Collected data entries
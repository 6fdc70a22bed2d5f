#![forbid(unsafe_code)]
use std::env;
use std::time::Instant;

#[tokio::main]
async fn main() {
    let args: Vec<String> = env::args().collect();
    if args.len() < 2 {
        eprintln!("Usage: {} <node-addr> [count]", args[0]);
        return;
    }
    let node = &args[1];
    let count: u32 = if args.len() > 2 {
        args[2].parse().unwrap_or(1)
    } else {
        1
    };

    println!("⛏️  Mining {} block(s) via {}", count, node);

    let client = reqwest::Client::new();
    for n in 1..=count {
        let start = Instant::now();
        let response = client.get(format!("http://{}/mine", node)).send().await;

        match response {
            Ok(resp) if resp.status().is_success() => {
                let body: serde_json::Value = match resp.json().await {
                    Ok(body) => body,
                    Err(e) => {
                        eprintln!("❌ Bad response: {}", e);
                        return;
                    }
                };
                let block = &body["block"];
                println!(
                    "✅ [{}/{}] Sealed block #{} (proof = {}, transfers = {}, {:.3}s)",
                    n,
                    count,
                    block["index"],
                    block["proof"],
                    block["transfers"].as_array().map(|t| t.len()).unwrap_or(0),
                    start.elapsed().as_secs_f64()
                );
            }
            Ok(resp) => {
                eprintln!("❌ Mining failed: {}", resp.status());
                return;
            }
            Err(e) => {
                eprintln!("❌ Failed to reach node: {}", e);
                return;
            }
        }
    }
}
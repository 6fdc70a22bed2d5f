//! Hashing primitives for tallychain

use sha2::{Digest, Sha256};

/// Length of a rendered digest in hex characters.
pub const FINGERPRINT_LEN: usize = 64;

/// SHA-256 digest of a string, rendered as lowercase hex.
///
/// This is the one digest function in the system: block fingerprints run it
/// over a block's canonical serialization, and the puzzle predicate runs it
/// over two concatenated proofs. Pure function, no side effects.
pub fn fingerprint(data: &str) -> String {
    let mut hasher = Sha256::new();
    hasher.update(data.as_bytes());
    hex::encode(hasher.finalize())
}

#[cfg(test)]
mod tests {
    use super::*;

    #[test]
    fn test_fingerprint_shape() {
        let digest = fingerprint("hello");
        assert_eq!(digest.len(), FINGERPRINT_LEN);
        assert!(digest.chars().all(|c| c.is_ascii_hexdigit()));
        assert_eq!(digest, digest.to_lowercase());
    }

    #[test]
    fn test_fingerprint_deterministic() {
        assert_eq!(fingerprint("tally"), fingerprint("tally"));
    }

    #[test]
    fn test_fingerprint_sensitivity() {
        assert_ne!(fingerprint("tally"), fingerprint("tallz"));
        assert_ne!(fingerprint(""), fingerprint(" "));
    }
}
//! Proof-of-work engine for tallychain
//!
//! The puzzle: find a `proof` such that the hex digest of the decimal
//! concatenation `"{last_proof}{proof}"` starts with a run of `'0'`
//! characters. Difficulty counts leading zero hex digits.

use crate::crypto::fingerprint;

/// Default number of leading zero hex digits a proof digest must carry.
pub const DEFAULT_DIFFICULTY: usize = 4;

/// Check whether `proof` solves the puzzle against `last_proof`.
///
/// The two proofs are concatenated in decimal form with no separator before
/// digesting. A difficulty of 0 accepts every proof.
pub fn valid_proof(last_proof: u64, proof: u64, difficulty: usize) -> bool {
    let digest = fingerprint(&format!("{}{}", last_proof, proof));
    digest.bytes().take(difficulty).all(|b| b == b'0')
}

/// Find the smallest proof satisfying [`valid_proof`] against `last_proof`.
///
/// Linear search starting at 0, incrementing by 1. This is unbounded CPU
/// work with no time limit by design: the search runs until a solution is
/// found, and for a fixed `last_proof` and `difficulty` it always returns
/// the same proof. Callers are expected to run it off the ledger lock (see
/// the mine handler), and may impose their own timeout at the task level.
pub fn find_proof(last_proof: u64, difficulty: usize) -> u64 {
    let mut proof = 0u64;
    while !valid_proof(last_proof, proof, difficulty) {
        proof += 1;
    }
    proof
}
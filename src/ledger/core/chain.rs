use crate::crypto;
use crate::error::Result;

/// Sentinel proof carried by the genesis block. A caller-chosen constant,
/// not puzzle-derived; genesis is exempt from puzzle verification.
pub const GENESIS_PROOF: u64 = 100;

/// Sentinel parent fingerprint carried by the genesis block.
pub const GENESIS_FINGERPRINT: &str = "1";

/// A movement of value between two identifiers. Immutable once constructed;
/// owned by the pending pool until sealed into a block, which then owns a
/// copy. Amounts are not validated anywhere (zero and negative values are
/// accepted on purpose; no balances are tracked).
#[derive(Debug, Clone, PartialEq, serde::Serialize, serde::Deserialize)]
pub struct Transfer {
    pub sender: String,
    pub recipient: String,
    pub amount: f64,
}

/// One sealed unit of the chain.
///
/// `index` is 1-based and strictly increasing by one per block.
/// `timestamp` is fractional seconds since the Unix epoch. Blocks are
/// created exclusively by the ledger's seal operation, never mutated after
/// creation, and destroyed only by wholesale chain replacement during
/// reconciliation.
#[derive(Debug, Clone, PartialEq, serde::Serialize, serde::Deserialize)]
pub struct Block {
    pub index: u64,
    pub timestamp: f64,
    pub transfers: Vec<Transfer>,
    pub proof: u64,
    pub previous_fingerprint: String,
}

impl Block {
    /// Canonical fingerprint of this block.
    ///
    /// Digests the block's JSON form with object keys sorted at every level
    /// (serde_json's default `Map` iterates keys in sorted order), so the
    /// result is a pure function of field values, stable across process
    /// runs and across nodes. The same serde representation travels on the
    /// wire, which keeps fingerprints reproducible after a round trip.
    pub fn fingerprint(&self) -> Result<String> {
        let canonical = serde_json::to_value(self)?;
        Ok(crypto::fingerprint(&canonical.to_string()))
    }
}
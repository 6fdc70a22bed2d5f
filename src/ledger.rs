// Thin re-export module: implementation is in `ledger/core.rs` to allow
// progressive decomposition of ledger responsibilities (entities, state,
// validation).

pub mod core;
pub use self::core::*;
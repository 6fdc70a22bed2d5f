use super::chain::Block;
use crate::miner;

/// Structural validity of a chain: every block must record the fingerprint
/// of its predecessor, and every block's proof must solve the puzzle
/// against its predecessor's proof at the given difficulty.
///
/// Only adjacent pairs are inspected, so the genesis block itself is never
/// checked (its sentinel proof and parent fingerprint are exempt by
/// construction). Empty and single-block chains are trivially valid. A
/// block that cannot be fingerprinted counts as invalid rather than an
/// error; callers treat peer chains as untrusted input and only need a
/// verdict.
pub fn is_valid_chain(chain: &[Block], difficulty: usize) -> bool {
    for pair in chain.windows(2) {
        let (parent, child) = (&pair[0], &pair[1]);

        let parent_fp = match parent.fingerprint() {
            Ok(fp) => fp,
            Err(err) => {
                tracing::debug!(index = parent.index, %err, "unfingerprintable block");
                return false;
            }
        };
        if child.previous_fingerprint != parent_fp {
            tracing::debug!(index = child.index, "broken fingerprint linkage");
            return false;
        }

        if !miner::valid_proof(parent.proof, child.proof, difficulty) {
            tracing::debug!(index = child.index, proof = child.proof, "invalid proof");
            return false;
        }
    }
    true
}

/// Header sanity beyond structural validity: indices count up from 1 one at
/// a time and timestamps never run backwards. Not part of chain acceptance;
/// reconciliation logs a warning when an adopted chain fails this check.
pub fn has_ordered_headers(chain: &[Block]) -> bool {
    for (position, block) in chain.iter().enumerate() {
        if block.index != position as u64 + 1 {
            return false;
        }
    }
    chain
        .windows(2)
        .all(|pair| pair[0].timestamp <= pair[1].timestamp)
}
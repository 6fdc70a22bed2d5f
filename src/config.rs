//! Configuration management for tallychain

use serde::Deserialize;
use std::fs;

use crate::miner;

#[derive(Debug, Deserialize)]
pub struct Config {
    #[serde(default)]
    pub network: NetworkConfig,
    #[serde(default)]
    pub mining: MiningConfig,
}

#[derive(Debug, Deserialize)]
pub struct NetworkConfig {
    #[serde(default = "default_api_port")]
    pub api_port: u16,
    #[serde(default)]
    pub bootstrap_peers: Vec<String>,
    #[serde(default = "default_peer_timeout_secs")]
    pub peer_timeout_secs: u64,
    /// Seconds between background reconciliation sweeps; 0 disables them.
    #[serde(default)]
    pub reconcile_interval_secs: u64,
}

#[derive(Debug, Deserialize, Clone)]
pub struct MiningConfig {
    #[serde(default = "default_difficulty")]
    pub difficulty: usize,
    #[serde(default = "default_reward_amount")]
    pub reward_amount: f64,
}

impl Default for NetworkConfig {
    fn default() -> Self {
        Self {
            api_port: default_api_port(),
            bootstrap_peers: Vec::new(),
            peer_timeout_secs: default_peer_timeout_secs(),
            reconcile_interval_secs: 0,
        }
    }
}

impl Default for MiningConfig {
    fn default() -> Self {
        Self {
            difficulty: default_difficulty(),
            reward_amount: default_reward_amount(),
        }
    }
}

fn default_api_port() -> u16 {
    5000
}

fn default_peer_timeout_secs() -> u64 {
    3
}

fn default_difficulty() -> usize {
    miner::DEFAULT_DIFFICULTY
}

fn default_reward_amount() -> f64 {
    1.0
}

pub fn load_config() -> Result<Config, Box<dyn std::error::Error>> {
    let config_str = fs::read_to_string("config.toml").unwrap_or_default();
    let config: Config = if config_str.is_empty() {
        // Provide sane defaults when config.toml is absent
        Config {
            network: NetworkConfig::default(),
            mining: MiningConfig::default(),
        }
    } else {
        toml::from_str(&config_str)?
    };

    // Validate critical values
    if config.mining.difficulty == 0 || config.mining.difficulty > 64 {
        return Err("mining.difficulty must be between 1 and 64".into());
    }

    if config.network.peer_timeout_secs == 0 {
        return Err("network.peer_timeout_secs must be at least 1".into());
    }

    Ok(config)
}

#[cfg(test)]
mod tests {
    use super::*;

    #[test]
    fn test_defaults() {
        let config: Config = toml::from_str("").unwrap();
        assert_eq!(config.network.api_port, 5000);
        assert_eq!(config.network.peer_timeout_secs, 3);
        assert_eq!(config.network.reconcile_interval_secs, 0);
        assert!(config.network.bootstrap_peers.is_empty());
        assert_eq!(config.mining.difficulty, miner::DEFAULT_DIFFICULTY);
        assert_eq!(config.mining.reward_amount, 1.0);
    }

    #[test]
    fn test_partial_override() {
        let config: Config = toml::from_str(
            r#"
            [network]
            api_port = 5001
            bootstrap_peers = ["127.0.0.1:5000"]

            [mining]
            difficulty = 2
            "#,
        )
        .unwrap();
        assert_eq!(config.network.api_port, 5001);
        assert_eq!(config.network.bootstrap_peers, vec!["127.0.0.1:5000"]);
        assert_eq!(config.network.peer_timeout_secs, 3);
        assert_eq!(config.mining.difficulty, 2);
        assert_eq!(config.mining.reward_amount, 1.0);
    }
}
//! Peer reconciliation module for tallychain
//!
//! This module implements the longest-valid-chain rule across peers:
//! - Concurrent full-chain fetches from every registered peer over HTTP
//! - Per-peer request timeout so one dead peer cannot stall the sweep
//! - Structural validation of every candidate before it is considered
//! - Atomic wholesale replacement of the local chain on adoption

use std::sync::Arc;
use std::time::Duration;

use tokio::sync::RwLock;

use crate::error::{LedgerError, Result};
use crate::ledger::{has_ordered_headers, is_valid_chain, Block, Ledger};

/// Wire shape of a peer's `GET /chain` response.
#[derive(Debug, serde::Deserialize)]
struct ChainEnvelope {
    chain: Vec<Block>,
}

/// Fetches and adopts peer chains on behalf of one node.
pub struct Synchronizer {
    ledger: Arc<RwLock<Ledger>>,
    client: reqwest::Client,
}

impl Synchronizer {
    /// Builds a synchronizer whose HTTP client applies `peer_timeout` to
    /// every request it makes.
    pub fn new(
        ledger: Arc<RwLock<Ledger>>,
        peer_timeout: Duration,
    ) -> std::result::Result<Self, reqwest::Error> {
        let client = reqwest::Client::builder().timeout(peer_timeout).build()?;
        Ok(Self { ledger, client })
    }

    /// Downloads the full chain advertised by `peer` (a `host:port` string).
    pub async fn fetch_chain(&self, peer: &str) -> Result<Vec<Block>> {
        fetch_chain_with(&self.client, peer).await
    }

    /// One reconciliation sweep over every registered peer.
    ///
    /// Peers are polled concurrently and their results consumed in sorted
    /// address order, so the outcome does not depend on response timing.
    /// A peer that is unreachable, times out, or serves a malformed or
    /// structurally invalid chain is skipped with a warning. The longest
    /// valid candidate strictly longer than the local chain replaces it
    /// wholesale; pending transfers and the peer set are untouched.
    /// Returns whether a replacement happened.
    pub async fn reconcile(&self) -> bool {
        let (peers, local_len, difficulty) = {
            let ledger = self.ledger.read().await;
            (
                ledger.peers.iter().cloned().collect::<Vec<String>>(),
                ledger.blocks.len(),
                ledger.difficulty,
            )
        };

        if peers.is_empty() {
            tracing::debug!("reconcile skipped, no registered peers");
            return false;
        }

        let mut fetches = Vec::with_capacity(peers.len());
        for peer in peers {
            let client = self.client.clone();
            fetches.push((
                peer.clone(),
                tokio::spawn(async move { fetch_chain_with(&client, &peer).await }),
            ));
        }

        let mut best: Option<Vec<Block>> = None;
        let mut best_len = local_len;
        for (peer, handle) in fetches {
            let fetched = match handle.await {
                Ok(result) => result,
                Err(err) => {
                    tracing::warn!(peer = %peer, %err, "chain fetch task failed");
                    continue;
                }
            };
            let chain = match fetched {
                Ok(chain) => chain,
                Err(err) => {
                    tracing::warn!(peer = %peer, %err, "peer skipped");
                    continue;
                }
            };
            if chain.len() > best_len && is_valid_chain(&chain, difficulty) {
                tracing::debug!(peer = %peer, len = chain.len(), "longer valid chain found");
                best_len = chain.len();
                best = Some(chain);
            }
        }

        match best {
            Some(chain) => {
                if !has_ordered_headers(&chain) {
                    tracing::warn!("adopted chain has irregular indices or timestamps");
                }
                let mut ledger = self.ledger.write().await;
                if chain.len() <= ledger.blocks.len() {
                    // The local chain grew past the candidate while peers
                    // were being polled; keep it.
                    return false;
                }
                tracing::info!(
                    old_len = ledger.blocks.len(),
                    new_len = chain.len(),
                    "adopting longer peer chain"
                );
                ledger.replace_chain(chain);
                true
            }
            None => false,
        }
    }
}

/// Free function so spawned fetch tasks can run off a cloned client without
/// borrowing the synchronizer.
async fn fetch_chain_with(client: &reqwest::Client, peer: &str) -> Result<Vec<Block>> {
    let url = format!("http://{}/chain", peer);
    let response = client
        .get(&url)
        .send()
        .await
        .map_err(|e| LedgerError::PeerUnreachable(format!("{}: {}", peer, e)))?;

    if !response.status().is_success() {
        return Err(LedgerError::PeerUnreachable(format!(
            "{}: status {}",
            peer,
            response.status()
        )));
    }

    let envelope = response
        .json::<ChainEnvelope>()
        .await
        .map_err(|e| LedgerError::MalformedPeerPayload(format!("{}: {}", peer, e)))?;
    Ok(envelope.chain)
}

◆ WHAT YOU HAVE TO DO:
Report how many lines above hold the string "that", giving nothing but the number.

◆ SOLUTION TO THIS TASK:
3